Um die Wohnqualität zu halten und nicht zu verschlechtern, war bereits damals beabsichtigt, den Zuzug abflachen zu lassen. Ungeachtet dessen wurde durch die Gemeindeverwaltung die ungebremste Bebauung noch „grüner“ Flächen zugelassen, teilweise sogar noch gefördert (Als prägnantes Beispiel kann hier der Pfingstberg genannt werden).

An dieser falschen Bebauungspolitik wurde durch die Verwaltung festgehalten, obwohl der damalige Bürgermeister 2015 nochmals in dem Journal „Unser Panketal“, 10. Ausgabe eindringlich davor warnte, dass ein weiterer ungebremster Zuzug nicht nur die noch vorhandenen Freiräume zunehmend zersiedeln würde, sondern weiterer Zuzug auch unsere soziale Infrastruktur von Kita über Schule bis hin zur Trinkwasserversorgung überstrapazieren würde. Leider blieben diese richtigen Erkenntnisse ohne jegliche Konsequenzen für die Entwicklung der Gemeinde, die reale Genehmigungspolitik der Verwaltung steht in krassem Gegensatz zu diesen richtigen Erkenntnissen. Im Ergebnis haben wir eine massive Überforderung der gesamten Infrastruktur der Gemeinde. Deshalb wird ein Zuzugsstopp benötigt, um eine Anpassung der Infrastruktur in allen Bereichen zu erreichen. 

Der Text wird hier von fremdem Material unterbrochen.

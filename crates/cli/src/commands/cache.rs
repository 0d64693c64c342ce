//! Data cache commands

use anyhow::Result;
use colored::Colorize;

use super::CommandContext;
use crate::output::{color_flag, print_info, print_json, print_success, OutputFormat};

/// Show cache status for the selected region
pub fn show_info(ctx: &CommandContext) -> Result<()> {
    ctx.require_region()?;
    let info = ctx.registry.cache().info(&ctx.region);

    match ctx.format {
        OutputFormat::Json => print_json(&info),
        OutputFormat::Table => {
            println!("{}", format!("Cache: {}", ctx.region).bold());
            println!("{}", "=".repeat(60));
            if !info.cached {
                print_info("Nothing cached for this region");
                return Ok(());
            }

            println!("Valid:       {}", color_flag(info.valid));
            if let Some(cached_at) = info.cached_at {
                println!("Cached at:   {}", cached_at.format("%Y-%m-%d %H:%M UTC"));
            }
            println!("Data points: {}", info.data_points);
            if let Some(range) = &info.date_range {
                let fmt = |d: Option<chrono::DateTime<chrono::Utc>>| {
                    d.map(|d| d.format("%Y-%m-%d").to_string())
                        .unwrap_or_else(|| "?".to_string())
                };
                println!("Date range:  {} to {}", fmt(range.start), fmt(range.end));
            }
        }
    }

    Ok(())
}

/// Remove cached data for the selected region
pub fn clear(ctx: &CommandContext) -> Result<()> {
    ctx.require_region()?;
    ctx.registry.cache().clear(&ctx.region);
    print_success(&format!("Cleared cached data for {}", ctx.region));
    Ok(())
}
//! Ocean observation pipeline CLI
//!
//! Drives the pipeline in-process: fetch or reuse regional observations,
//! train or load models, and query point predictions.

mod commands;
mod config;
mod output;

use anyhow::{Context, Result};
use clap::{Parser, Subcommand};
use commands::{cache, models, predict, region, CommandContext};
use ocean_lib::{PipelineRegistry, Settings, TargetParameter};
use std::path::PathBuf;
use tracing_subscriber::EnvFilter;

/// Ocean observation pipeline CLI
#[derive(Parser)]
#[command(name = "ocean")]
#[command(author, version, about = "CLI for the Ocean Observation Pipeline", long_about = None)]
pub struct Cli {
    /// Pipeline settings file (can also be set via OCEAN_CONFIG env var)
    #[arg(long, env = "OCEAN_CONFIG")]
    pub config: Option<PathBuf>,

    /// Region key (see `ocean regions`)
    #[arg(long, short, global = true)]
    pub region: Option<String>,

    /// Output format
    #[arg(long, short, global = true, default_value = "table")]
    pub format: output::OutputFormat,

    /// Enable verbose output
    #[arg(long, short, global = true)]
    pub verbose: bool,

    #[command(subcommand)]
    pub command: Commands,
}

#[derive(Subcommand)]
pub enum Commands {
    /// List configured regions
    Regions,

    /// Run the pipeline for a region and show its data summary
    Analyze {
        /// Discard cached data before running
        #[arg(long)]
        refresh: bool,
    },

    /// Predict temperature and salinity at a point
    Predict {
        /// Latitude in degrees
        #[arg(long, allow_hyphen_values = true)]
        lat: f64,

        /// Longitude in degrees
        #[arg(long, allow_hyphen_values = true)]
        lon: f64,

        /// Depth in metres
        #[arg(long)]
        depth: f64,

        /// Month (1-12)
        #[arg(long, value_parser = clap::value_parser!(u32).range(1..=12))]
        month: u32,
    },

    /// Inspect or clear the data cache
    #[command(subcommand)]
    Cache(CacheCommands),

    /// Inspect trained models
    #[command(subcommand)]
    Models(ModelsCommands),
}

#[derive(Subcommand)]
pub enum CacheCommands {
    /// Show cache status for the region
    Info,

    /// Remove cached data for the region
    Clear,
}

#[derive(Subcommand)]
pub enum ModelsCommands {
    /// Show held-out metrics of the stored models
    Metrics,

    /// Show feature importance for one parameter
    Importance {
        /// Target parameter (temperature or salinity)
        #[arg(long, default_value = "temperature")]
        parameter: TargetParameter,
    },
}

fn init_tracing(verbose: bool) {
    let default = if verbose { "debug" } else { "warn" };
    tracing_subscriber::fmt()
        .with_env_filter(EnvFilter::try_from_default_env().unwrap_or_else(|_| EnvFilter::new(default)))
        .with_writer(std::io::stderr)
        .compact()
        .init();
}

#[tokio::main]
async fn main() -> Result<()> {
    let cli = Cli::parse();
    init_tracing(cli.verbose);

    let user_config = config::Config::load()?;
    let settings_path = cli.config.clone().or_else(|| user_config.settings_path.clone());
    let settings = match &settings_path {
        Some(path) => Settings::load_from(Some(path.as_path())),
        None => Settings::load(),
    }
    .context("Failed to load pipeline settings")?;

    let ctx = CommandContext {
        registry: PipelineRegistry::from_settings(settings)?,
        region: user_config.resolve_region(cli.region.clone()),
        format: cli.format,
    };

    match cli.command {
        Commands::Regions => region::list_regions(&ctx),
        Commands::Analyze { refresh } => region::analyze(&ctx, refresh).await,
        Commands::Predict {
            lat,
            lon,
            depth,
            month,
        } => predict::predict(&ctx, lat, lon, depth, month).await,
        Commands::Cache(cache_cmd) => match cache_cmd {
            CacheCommands::Info => cache::show_info(&ctx),
            CacheCommands::Clear => cache::clear(&ctx),
        },
        Commands::Models(models_cmd) => match models_cmd {
            ModelsCommands::Metrics => models::show_metrics(&ctx).await,
            ModelsCommands::Importance { parameter } => {
                models::show_importance(&ctx, parameter).await
            }
        },
    }
}
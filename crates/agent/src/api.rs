//! HTTP API for health checks and Prometheus metrics

use axum::{
    extract::State,
    http::StatusCode,
    response::IntoResponse,
    routing::get,
    Json, Router,
};
use ocean_lib::{
    health::{ComponentStatus, HealthRegistry},
    observability::PipelineMetrics,
    PipelineRegistry,
};
use prometheus::{Encoder, TextEncoder};
use serde::Serialize;
use std::sync::Arc;
use tracing::{error, info};

/// Shared application state
#[derive(Clone)]
pub struct AppState {
    pub health_registry: HealthRegistry,
    pub metrics: PipelineMetrics,
    pub pipelines: Arc<PipelineRegistry>,
}

impl AppState {
    pub fn new(
        health_registry: HealthRegistry,
        metrics: PipelineMetrics,
        pipelines: Arc<PipelineRegistry>,
    ) -> Self {
        Self {
            health_registry,
            metrics,
            pipelines,
        }
    }
}

/// Health check response - 200 while operational, 503 once a component fails
async fn healthz(State(state): State<Arc<AppState>>) -> impl IntoResponse {
    let health = state.health_registry.health().await;

    let status_code = match health.status {
        ComponentStatus::Healthy | ComponentStatus::Degraded => StatusCode::OK,
        ComponentStatus::Unhealthy => StatusCode::SERVICE_UNAVAILABLE,
    };

    (status_code, Json(health))
}

/// Readiness check response - 200 after warm-up, 503 before
async fn readyz(State(state): State<Arc<AppState>>) -> impl IntoResponse {
    let readiness = state.health_registry.readiness().await;

    let status_code = if readiness.ready {
        StatusCode::OK
    } else {
        StatusCode::SERVICE_UNAVAILABLE
    };

    (status_code, Json(readiness))
}

#[derive(Debug, Serialize)]
struct RegionStatus {
    key: String,
    ready: bool,
    records: usize,
    source: Option<&'static str>,
}

/// Regions with a live pipeline and whether their models are ready
async fn regions(State(state): State<Arc<AppState>>) -> impl IntoResponse {
    let mut statuses = Vec::new();
    for key in state.pipelines.active_regions() {
        let Some(pipeline) = state.pipelines.get(&key) else {
            continue;
        };
        // A region mid-run reports as busy rather than blocking the probe
        let Ok(pipeline) = pipeline.try_lock() else {
            statuses.push(RegionStatus {
                key,
                ready: false,
                records: 0,
                source: None,
            });
            continue;
        };
        statuses.push(RegionStatus {
            key,
            ready: pipeline.is_ready(),
            records: pipeline.dataset().len(),
            source: pipeline.data_source().map(|s| s.as_str()),
        });
    }

    Json(statuses)
}

/// Prometheus metrics endpoint
async fn metrics() -> impl IntoResponse {
    let encoder = TextEncoder::new();
    let metric_families = prometheus::gather();
    let mut buffer = Vec::new();

    if let Err(e) = encoder.encode(&metric_families, &mut buffer) {
        error!(error = %e, "Failed to encode metrics");
        return (
            StatusCode::INTERNAL_SERVER_ERROR,
            [("content-type", "text/plain; charset=utf-8")],
            Vec::new(),
        );
    }

    (
        StatusCode::OK,
        [("content-type", "text/plain; charset=utf-8")],
        buffer,
    )
}

/// Create the API router
pub fn create_router(state: Arc<AppState>) -> Router {
    Router::new()
        .route("/healthz", get(healthz))
        .route("/readyz", get(readyz))
        .route("/regions", get(regions))
        .route("/metrics", get(metrics))
        .with_state(state)
}

/// Start the API server
pub async fn serve(port: u16, state: Arc<AppState>) -> anyhow::Result<()> {
    let app = create_router(state);

    let addr = format!("0.0.0.0:{}", port);
    info!(addr = %addr, "Starting API server");

    let listener = tokio::net::TcpListener::bind(&addr).await?;
    axum::serve(listener, app).await?;

    Ok(())
}
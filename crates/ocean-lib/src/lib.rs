//! Ocean observation pipeline library
//!
//! This crate provides the core functionality for:
//! - Fetching Argo observations with fallback strategies
//! - Cleaning and caching per-region datasets
//! - Training, persisting and serving temperature/salinity models
//! - Region pipeline orchestration
//! - Health checks and observability

pub mod cache;
pub mod clock;
pub mod error;
pub mod fetcher;
pub mod health;
pub mod models;
pub mod observability;
mod persist;
pub mod pipeline;
pub mod predictor;
pub mod settings;
pub mod summary;

pub use cache::{CacheInfo, CacheSnapshot, DataCache};
pub use clock::{Clock, ManualClock, SystemClock};
pub use error::{PipelineError, PredictError};
pub use health::{
    ComponentHealth, ComponentStatus, HealthRegistry, HealthResponse, ReadinessResponse,
};
pub use models::*;
pub use observability::{PipelineMetrics, StructuredLogger};
pub use pipeline::{DataSource, ModelSource, PipelineRegistry, PipelineReport, RegionPipeline};
pub use predictor::{ModelFamily, OceanPredictor, Prediction, Predictor};
pub use settings::Settings;
pub use summary::DatasetSummary;
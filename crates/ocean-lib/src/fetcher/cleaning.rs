//! Cleaning: the pipeline's quality gate
//!
//! Upstream column names are mapped onto canonical fields through an
//! explicit schema resolved once per table. A record survives only if every
//! required scientific field and its timestamp parse to finite values.

use super::RawTable;
use crate::models::{CleanedDataset, ObservationRecord};
use chrono::{DateTime, Datelike, NaiveDate, NaiveDateTime, TimeZone, Utc};
use serde_json::Value;
use tracing::{debug, warn};

/// Upstream column → canonical field
pub const COLUMN_MAP: [(&str, &str); 8] = [
    ("platform_number", "float_id"),
    ("cycle_number", "cycle_number"),
    ("time", "date"),
    ("latitude", "latitude"),
    ("longitude", "longitude"),
    ("pres", "depth"),
    ("temp", "temperature"),
    ("psal", "salinity"),
];

/// Canonical fields that must be present and finite in every record
pub const REQUIRED_FIELDS: [&str; 5] = ["latitude", "longitude", "depth", "temperature", "salinity"];

/// Column positions of one table, resolved against `COLUMN_MAP`
struct Schema {
    float_id: Option<usize>,
    cycle_number: Option<usize>,
    date: usize,
    latitude: usize,
    longitude: usize,
    depth: usize,
    temperature: usize,
    salinity: usize,
}

impl Schema {
    fn resolve(table: &RawTable) -> Result<Self, String> {
        let find = |canonical: &str| -> Option<usize> {
            COLUMN_MAP
                .iter()
                .find(|(_, c)| *c == canonical)
                .and_then(|(source, _)| table.column_index(source))
        };
        let require = |canonical: &str| -> Result<usize, String> {
            find(canonical).ok_or_else(|| format!("missing column for '{}'", canonical))
        };

        Ok(Self {
            float_id: find("float_id"),
            cycle_number: find("cycle_number"),
            date: require("date")?,
            latitude: require(REQUIRED_FIELDS[0])?,
            longitude: require(REQUIRED_FIELDS[1])?,
            depth: require(REQUIRED_FIELDS[2])?,
            temperature: require(REQUIRED_FIELDS[3])?,
            salinity: require(REQUIRED_FIELDS[4])?,
        })
    }

    fn record(&self, row: &[Value]) -> Option<ObservationRecord> {
        let cell = |i: usize| row.get(i).unwrap_or(&Value::Null);

        let latitude = as_f64(cell(self.latitude))?;
        let longitude = as_f64(cell(self.longitude))?;
        let depth = as_f64(cell(self.depth))?;
        let temperature = as_f64(cell(self.temperature))?;
        let salinity = as_f64(cell(self.salinity))?;
        let date = as_time(cell(self.date))?;

        let float_id = self
            .float_id
            .and_then(|i| as_text(cell(i)))
            .unwrap_or_else(|| "unknown".to_string());
        let cycle_number = self
            .cycle_number
            .and_then(|i| as_f64(cell(i)))
            .map(|c| c as i64)
            .unwrap_or(0);

        Some(ObservationRecord {
            profile_id: ObservationRecord::profile_id_for(&float_id, cycle_number),
            float_id,
            cycle_number,
            month: date.month(),
            year: date.year(),
            date,
            latitude,
            longitude,
            depth,
            temperature,
            salinity,
        })
    }
}

/// Map a raw upstream table to a cleaned dataset. A table whose columns
/// do not satisfy the schema yields an empty dataset.
pub fn clean(table: &RawTable) -> CleanedDataset {
    if table.is_empty() {
        return CleanedDataset::default();
    }

    let schema = match Schema::resolve(table) {
        Ok(schema) => schema,
        Err(reason) => {
            warn!(reason = %reason, columns = ?table.columns(), "Raw table does not match schema");
            return CleanedDataset::default();
        }
    };

    let records: Vec<ObservationRecord> = table
        .rows()
        .iter()
        .filter_map(|row| schema.record(row))
        .collect();

    debug!(
        raw_rows = table.len(),
        clean_rows = records.len(),
        dropped = table.len() - records.len(),
        "Cleaned observation table"
    );
    CleanedDataset::new(records)
}

fn as_f64(value: &Value) -> Option<f64> {
    let v = match value {
        Value::Number(n) => n.as_f64(),
        Value::String(s) => s.trim().parse::<f64>().ok(),
        _ => None,
    }?;
    v.is_finite().then_some(v)
}

fn as_text(value: &Value) -> Option<String> {
    match value {
        Value::String(s) if !s.trim().is_empty() => Some(s.trim().to_string()),
        Value::Number(n) => Some(n.to_string()),
        _ => None,
    }
}

/// RFC 3339, naive date-times, plain dates or epoch seconds
fn as_time(value: &Value) -> Option<DateTime<Utc>> {
    match value {
        Value::String(s) => {
            let s = s.trim();
            if let Ok(dt) = DateTime::parse_from_rfc3339(s) {
                return Some(dt.with_timezone(&Utc));
            }
            for format in ["%Y-%m-%dT%H:%M:%S", "%Y-%m-%d %H:%M:%S"] {
                if let Ok(naive) = NaiveDateTime::parse_from_str(s, format) {
                    return Some(Utc.from_utc_datetime(&naive));
                }
            }
            NaiveDate::parse_from_str(s, "%Y-%m-%d")
                .ok()
                .and_then(|d| d.and_hms_opt(0, 0, 0))
                .map(|naive| Utc.from_utc_datetime(&naive))
        }
        Value::Number(n) => {
            let secs = n.as_f64().filter(|s| s.is_finite())?;
            Utc.timestamp_opt(secs.floor() as i64, 0).single()
        }
        _ => None,
    }
}
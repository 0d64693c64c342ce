//! Observation acquisition with fallback strategies
//!
//! For each requested year the fetcher tries, in order:
//! 1. one narrow window per requested month
//! 2. one window covering the whole year
//! 3. synthetic profiles
//!
//! and keeps the first strategy that yields rows. Upstream failures are
//! logged and counted, never propagated.

pub mod cleaning;
mod erddap;
mod synthetic;
mod windows;


pub use cleaning::{clean, COLUMN_MAP, REQUIRED_FIELDS};
pub use erddap::{ErddapSource, ARGO_DATASET};
pub use synthetic::{SyntheticGenerator, DEPTH_LEVELS, MIN_SALINITY, MIN_TEMPERATURE};
pub use windows::{broad_window, monthly_window, DateWindow};

use crate::clock::Clock;
use crate::models::{BoundingBox, RegionSpec};
use crate::observability::{PipelineMetrics, StructuredLogger};
use anyhow::Result;
use async_trait::async_trait;
use serde_json::Value;
use std::fmt;
use std::sync::Arc;
use std::time::Instant;
use tracing::{debug, info, warn};

/// Upstream column names, in request order
pub const SOURCE_COLUMNS: [&str; 8] = [
    "platform_number",
    "cycle_number",
    "time",
    "latitude",
    "longitude",
    "pres",
    "temp",
    "psal",
];

/// Raw tabular rows as returned by the upstream source
#[derive(Debug, Clone, Default, PartialEq)]
pub struct RawTable {
    columns: Vec<String>,
    rows: Vec<Vec<Value>>,
}

impl RawTable {
    pub fn new(columns: Vec<String>, rows: Vec<Vec<Value>>) -> Self {
        Self { columns, rows }
    }

    pub fn columns(&self) -> &[String] {
        &self.columns
    }

    pub fn rows(&self) -> &[Vec<Value>] {
        &self.rows
    }

    pub fn len(&self) -> usize {
        self.rows.len()
    }

    pub fn is_empty(&self) -> bool {
        self.rows.is_empty()
    }

    /// Case-insensitive column lookup
    pub fn column_index(&self, name: &str) -> Option<usize> {
        self.columns
            .iter()
            .position(|c| c.eq_ignore_ascii_case(name))
    }

    /// Concatenate `other`, aligning its columns to this table by name.
    /// Columns this table lacks are dropped from `other`.
    pub fn append(&mut self, other: RawTable) {
        if other.is_empty() {
            return;
        }
        if self.columns.is_empty() {
            *self = other;
            return;
        }

        let mapping: Vec<Option<usize>> = self
            .columns
            .iter()
            .map(|c| other.column_index(c))
            .collect();

        for row in other.rows {
            let aligned = mapping
                .iter()
                .map(|idx| idx.and_then(|i| row.get(i).cloned()).unwrap_or(Value::Null))
                .collect();
            self.rows.push(aligned);
        }
    }
}

/// One bounded request against the upstream source
#[derive(Debug, Clone, PartialEq)]
pub struct WindowRequest {
    pub bounds: BoundingBox,
    pub max_depth: f64,
    pub window: DateWindow,
}

/// Trait for upstream observation sources
#[async_trait]
pub trait ObservationSource: Send + Sync {
    /// Short name used in logs
    fn name(&self) -> &str;

    /// Fetch every observation inside the request window. No matching
    /// data is an empty table, not an error.
    async fn fetch_window(&self, request: &WindowRequest) -> Result<RawTable>;
}

/// Fetch strategies in fallback order
#[derive(Debug, Clone, Copy, PartialEq, Eq, Hash)]
pub enum FetchStrategy {
    Monthly,
    BroadRange,
    Synthetic,
}

impl FetchStrategy {
    pub fn as_str(&self) -> &'static str {
        match self {
            FetchStrategy::Monthly => "monthly",
            FetchStrategy::BroadRange => "broad_range",
            FetchStrategy::Synthetic => "synthetic",
        }
    }
}

impl fmt::Display for FetchStrategy {
    fn fmt(&self, f: &mut fmt::Formatter<'_>) -> fmt::Result {
        f.write_str(self.as_str())
    }
}

/// What one strategy produced for one year. `Empty` and `Failed` both
/// mean "try the next strategy".
#[derive(Debug, Clone, PartialEq)]
pub enum StrategyOutcome {
    Data(RawTable),
    Empty,
    Failed(String),
}

impl StrategyOutcome {
    pub fn label(&self) -> &'static str {
        match self {
            StrategyOutcome::Data(_) => "data",
            StrategyOutcome::Empty => "empty",
            StrategyOutcome::Failed(_) => "failed",
        }
    }

    fn rows(&self) -> usize {
        match self {
            StrategyOutcome::Data(table) => table.len(),
            _ => 0,
        }
    }
}

/// Which strategy served a year
#[derive(Debug, Clone, PartialEq)]
pub struct YearProvenance {
    pub year: i32,
    pub strategy: FetchStrategy,
    pub rows: usize,
}

/// Raw rows for all requested years plus where they came from
#[derive(Debug, Clone, Default, PartialEq)]
pub struct FetchResult {
    pub table: RawTable,
    pub provenance: Vec<YearProvenance>,
}

impl FetchResult {
    pub fn is_empty(&self) -> bool {
        self.table.is_empty()
    }

    /// True when every year fell back to synthetic profiles
    pub fn is_synthetic_only(&self) -> bool {
        !self.provenance.is_empty()
            && self
                .provenance
                .iter()
                .all(|p| p.strategy == FetchStrategy::Synthetic)
    }

    pub fn used_synthetic(&self) -> bool {
        self.provenance
            .iter()
            .any(|p| p.strategy == FetchStrategy::Synthetic)
    }
}

/// Fetcher running the fallback cascade against one upstream source
pub struct MultiStrategyFetcher {
    source: Arc<dyn ObservationSource>,
    synthetic: Option<SyntheticGenerator>,
    clock: Arc<dyn Clock>,
    max_depth: f64,
    metrics: PipelineMetrics,
    logger: StructuredLogger,
}

impl MultiStrategyFetcher {
    pub fn new(source: Arc<dyn ObservationSource>, max_depth: f64, clock: Arc<dyn Clock>) -> Self {
        Self {
            source,
            synthetic: Some(SyntheticGenerator::new()),
            clock,
            max_depth,
            metrics: PipelineMetrics::new(),
            logger: StructuredLogger::new("local"),
        }
    }

    /// Replace the synthetic generator, e.g. with a seeded one
    pub fn with_synthetic(mut self, generator: SyntheticGenerator) -> Self {
        self.synthetic = Some(generator);
        self
    }

    /// Disable the synthetic fallback so only real data is returned
    pub fn without_synthetic(mut self) -> Self {
        self.synthetic = None;
        self
    }

    pub fn with_logger(mut self, logger: StructuredLogger) -> Self {
        self.logger = logger;
        self
    }

    /// Fetch raw observations for every year, concatenated in year order
    pub async fn fetch(&self, region: &RegionSpec, years: &[i32], months: &[u32]) -> FetchResult {
        let mut result = FetchResult::default();

        for &year in years {
            debug!(region = %region.key, year = year, "Fetching year");

            let monthly = self.fetch_monthly(&region.bounds, year, months).await;
            if self.accept(region, year, FetchStrategy::Monthly, monthly, &mut result) {
                continue;
            }

            let broad = self.fetch_broad(&region.bounds, year).await;
            if self.accept(region, year, FetchStrategy::BroadRange, broad, &mut result) {
                continue;
            }

            if let Some(generator) = &self.synthetic {
                info!(region = %region.key, year = year, "No real data found, generating synthetic profiles");
                let table = generator.generate(&region.bounds, year, months);
                let outcome = if table.is_empty() {
                    StrategyOutcome::Empty
                } else {
                    StrategyOutcome::Data(table)
                };
                self.accept(region, year, FetchStrategy::Synthetic, outcome, &mut result);
            }
        }

        if result.is_empty() {
            warn!(region = %region.key, years = ?years, "No data could be fetched or generated");
        } else {
            info!(region = %region.key, rows = result.table.len(), "Total data points collected");
        }
        result
    }

    /// Record an outcome; returns true if it supplied data for the year
    fn accept(
        &self,
        region: &RegionSpec,
        year: i32,
        strategy: FetchStrategy,
        outcome: StrategyOutcome,
        result: &mut FetchResult,
    ) -> bool {
        self.metrics
            .inc_strategy_outcome(strategy.as_str(), outcome.label());
        self.logger.log_fetch_strategy_result(
            &region.key,
            year,
            strategy.as_str(),
            outcome.label(),
            outcome.rows(),
        );

        match outcome {
            StrategyOutcome::Data(table) => {
                self.metrics.add_records_fetched(table.len());
                result.provenance.push(YearProvenance {
                    year,
                    strategy,
                    rows: table.len(),
                });
                result.table.append(table);
                true
            }
            StrategyOutcome::Empty => false,
            StrategyOutcome::Failed(reason) => {
                debug!(year = year, strategy = %strategy, reason = %reason, "Strategy failed");
                false
            }
        }
    }

    async fn fetch_monthly(&self, bounds: &BoundingBox, year: i32, months: &[u32]) -> StrategyOutcome {
        let today = self.clock.now().date_naive();
        let mut collected = RawTable::default();
        let mut attempted = 0;
        let mut errors = Vec::new();

        for &month in months {
            let Some(window) = monthly_window(year, month, today) else {
                continue;
            };
            attempted += 1;

            match self.fetch_one(bounds, window).await {
                Ok(table) if !table.is_empty() => {
                    debug!(year = year, month = month, rows = table.len(), "Found monthly data");
                    collected.append(table);
                }
                Ok(_) => {}
                Err(e) => {
                    warn!(year = year, month = month, error = %e, "Monthly fetch failed");
                    errors.push(format!("{:02}: {}", month, e));
                }
            }
        }

        if !collected.is_empty() {
            StrategyOutcome::Data(collected)
        } else if attempted > 0 && errors.len() == attempted {
            StrategyOutcome::Failed(errors.join("; "))
        } else {
            StrategyOutcome::Empty
        }
    }

    async fn fetch_broad(&self, bounds: &BoundingBox, year: i32) -> StrategyOutcome {
        let today = self.clock.now().date_naive();
        let Some(window) = broad_window(year, today) else {
            return StrategyOutcome::Empty;
        };

        match self.fetch_one(bounds, window).await {
            Ok(table) if !table.is_empty() => StrategyOutcome::Data(table),
            Ok(_) => StrategyOutcome::Empty,
            Err(e) => {
                warn!(year = year, error = %e, "Broad range fetch failed");
                StrategyOutcome::Failed(e.to_string())
            }
        }
    }

    async fn fetch_one(&self, bounds: &BoundingBox, window: DateWindow) -> Result<RawTable> {
        let request = WindowRequest {
            bounds: *bounds,
            max_depth: self.max_depth,
            window,
        };

        let started = Instant::now();
        let result = self.source.fetch_window(&request).await;
        self.metrics
            .observe_fetch_latency(started.elapsed().as_secs_f64());
        result
    }
}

Und nicht zuletzt ist ein weiterer unbegrenzter Zuzug ebenso aus ökologischer Sicht unverantwortlich. Durch die mit dem Zuzug zwangsläufig verbundene weitere Verdichtung der Gemeinde werden der Natur notwendige Versickerungsflächen durch die Versiegelung genommen. Damit kommt es zu Problemen bei der Regenwasserabführung. Im Ergebnis sind die hydrologischen Grenzen der Panke schon längst erreicht.

Der signifikante Anstieg der Einwohnerzahl ist eine der Ursachen, dass die Wasserversorgung der Gemeinde insbesondere in den Sommermonaten aus eigenen Wasserkapazitäten nicht mehr gesichert werden kann. Gemäß der Werksleiterin Frau Rinne, reicht die aktuell zur Verfügung stehende Wasserkapazität der Gemeinde Panketal lediglich für die Versorgung von rund 18.000 Einwohnern aus (aktuell über 20.500!). Um die Trinkwasserversorgung für die Einwohner zu sichern, muss bereits jetzt in den Sommermonaten Wasser aus benachbarten Wasserwerken zugekauft werden. 

Dieser Beschluss dient dem Gemeinwohl der Einwohner Panketals!